When all income for the budget month is known, it must be used for that month. When all income for the month is not known, the income received in the last 30 days is used when it is normal and expected to continue.
For future months, if the income received in the last 30 days is not the usual amount or there has been a recent change, the customer’s income must be projected. Projecting income is predicting the future income based on the past or known information. Income received from at least the last 30 days and any known changes are reviewed to determine the income to be budgeted for future months.
When the person’s new rate of pay is not included in all pay received in the past 30 days, project the income for the future months. When the person’s work hours do not normally vary, multiply the numbers of hours worked by the new rate to get the projected pay amount.
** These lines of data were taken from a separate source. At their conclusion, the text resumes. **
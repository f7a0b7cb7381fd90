use console::style;
use serde::Serialize;
use std::fmt::Display;
use tabled::{settings::Style, Table, Tabled};

/// Output format mode
#[derive(Debug, Clone, Copy)]
pub enum OutputFormat {
    Human,
    Json,
}

pub struct OutputWriter {
    format: OutputFormat,
}

impl OutputWriter {
    pub fn new(json: bool) -> Self {
        Self {
            format: if json {
                OutputFormat::Json
            } else {
                OutputFormat::Human
            },
        }
    }

    pub fn success(&self, message: impl Display) {
        if let OutputFormat::Human = self.format {
            println!("{} {}", style("✓").green().bold(), message);
        }
    }

    pub fn info(&self, message: impl Display) {
        if let OutputFormat::Human = self.format {
            println!("{} {}", style("ℹ").blue().bold(), message);
        }
    }

    /// Always written to stderr
    pub fn warning(&self, message: impl Display) {
        match self.format {
            OutputFormat::Human => {
                eprintln!("{} {}", style("⚠").yellow().bold(), message);
            }
            OutputFormat::Json => {
                let output = serde_json::json!({
                    "status": "warning",
                    "message": message.to_string(),
                });
                eprintln!("{}", output);
            }
        }
    }

    pub fn table<T: Tabled>(&self, data: Vec<T>) {
        if let OutputFormat::Human = self.format {
            if data.is_empty() {
                println!("{}", style("(no data)").dim());
            } else {
                let mut table = Table::new(data);
                table.with(Style::rounded());
                println!("{}", table);
            }
        }
    }

    /// Emit the command result; JSON mode wraps it in a status envelope
    pub fn result<T: Serialize>(&self, data: T) -> anyhow::Result<()> {
        match self.format {
            OutputFormat::Human => {
                println!("{}", serde_json::to_string_pretty(&data)?);
            }
            OutputFormat::Json => {
                let output = serde_json::json!({
                    "status": "success",
                    "data": data,
                });
                println!("{}", serde_json::to_string_pretty(&output)?);
            }
        }
        Ok(())
    }

    pub fn kv(&self, key: impl Display, value: impl Display) {
        if let OutputFormat::Human = self.format {
            println!("{}: {}", style(key).bold(), value);
        }
    }

    pub fn section(&self, title: impl Display) {
        if let OutputFormat::Human = self.format {
            println!("\n{}", style(title).bold().underlined());
        }
    }

    pub fn is_json(&self) -> bool {
        matches!(self.format, OutputFormat::Json)
    }
}
//! Collects the files of a local site directory for deployment.
//!
//! Uses `ignore::WalkBuilder` without gitignore processing: every regular
//! file is published except hidden entries (any path component starting with
//! `.`) and anything under `node_modules`.

use anyhow::{bail, Context, Result};
use ignore::WalkBuilder;
use std::fs;
use std::path::Path;
use tracing::{debug, warn};

use crate::deploy::DeployableFile;

/// GitHub rejects contents API writes above 100 MB.
pub const MAX_FILE_SIZE: u64 = 100 * 1024 * 1024;

/// Directory names that are never published
const SKIPPED_DIRS: &[&str] = &["node_modules"];

fn build_walker(root_path: &Path) -> WalkBuilder {
    let mut builder = WalkBuilder::new(root_path);

    // Only the hidden-file filter; a site's .gitignore does not apply
    builder.standard_filters(false);
    builder.hidden(true);
    builder.follow_links(false);
    builder.filter_entry(|entry| {
        entry.depth() == 0
            || !entry
                .file_name()
                .to_str()
                .map(|name| SKIPPED_DIRS.contains(&name))
                .unwrap_or(false)
    });

    builder
}

/// Scan a site directory into deployable files, sorted by path.
pub fn scan_site(root_path: &Path) -> Result<Vec<DeployableFile>> {
    if !root_path.is_dir() {
        bail!("Site directory does not exist: {}", root_path.display());
    }

    debug!("Scanning site: {}", root_path.display());

    let mut files = Vec::new();

    for entry in build_walker(root_path).build() {
        let entry = match entry {
            Ok(e) => e,
            Err(e) => {
                warn!("Error walking directory: {}", e);
                continue;
            }
        };

        if !entry.file_type().map(|t| t.is_file()).unwrap_or(false) {
            continue;
        }

        let path = entry.path();
        let size = fs::metadata(path)
            .with_context(|| format!("Failed to read metadata for {}", path.display()))?
            .len();
        if size > MAX_FILE_SIZE {
            warn!("Skipping {} ({}): too large for GitHub", path.display(), format_size(size));
            continue;
        }

        let relative_path = path
            .strip_prefix(root_path)
            .with_context(|| format!("Failed to get relative path for {}", path.display()))?
            .to_string_lossy()
            .replace('\\', "/");

        let content =
            fs::read(path).with_context(|| format!("Failed to read {}", path.display()))?;

        files.push(DeployableFile::from_bytes(relative_path, content));
    }

    files.sort_by(|a, b| a.path.cmp(&b.path));
    debug!("Found {} files in site", files.len());

    Ok(files)
}

/// Human-readable byte count
pub fn format_size(bytes: u64) -> String {
    if bytes >= 1024 * 1024 {
        format!("{:.2} MB", bytes as f64 / (1024.0 * 1024.0))
    } else if bytes >= 1024 {
        format!("{:.2} KB", bytes as f64 / 1024.0)
    } else {
        format!("{} bytes", bytes)
    }
}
If the person’s work hours normally vary, complete the following to project the income:
Add up the number of hours from all the normal pay periods in the last 30 days;
Divide the total hours by the number of pay periods used to get an average number of hours; and
Multiply the average hours by the new pay rate to get the projected income amount per pay period.
See Changes in Pay Rate for examples.
When a person’s new work hours are not reflected in all pay received in the past 30 days, project the income for the future months.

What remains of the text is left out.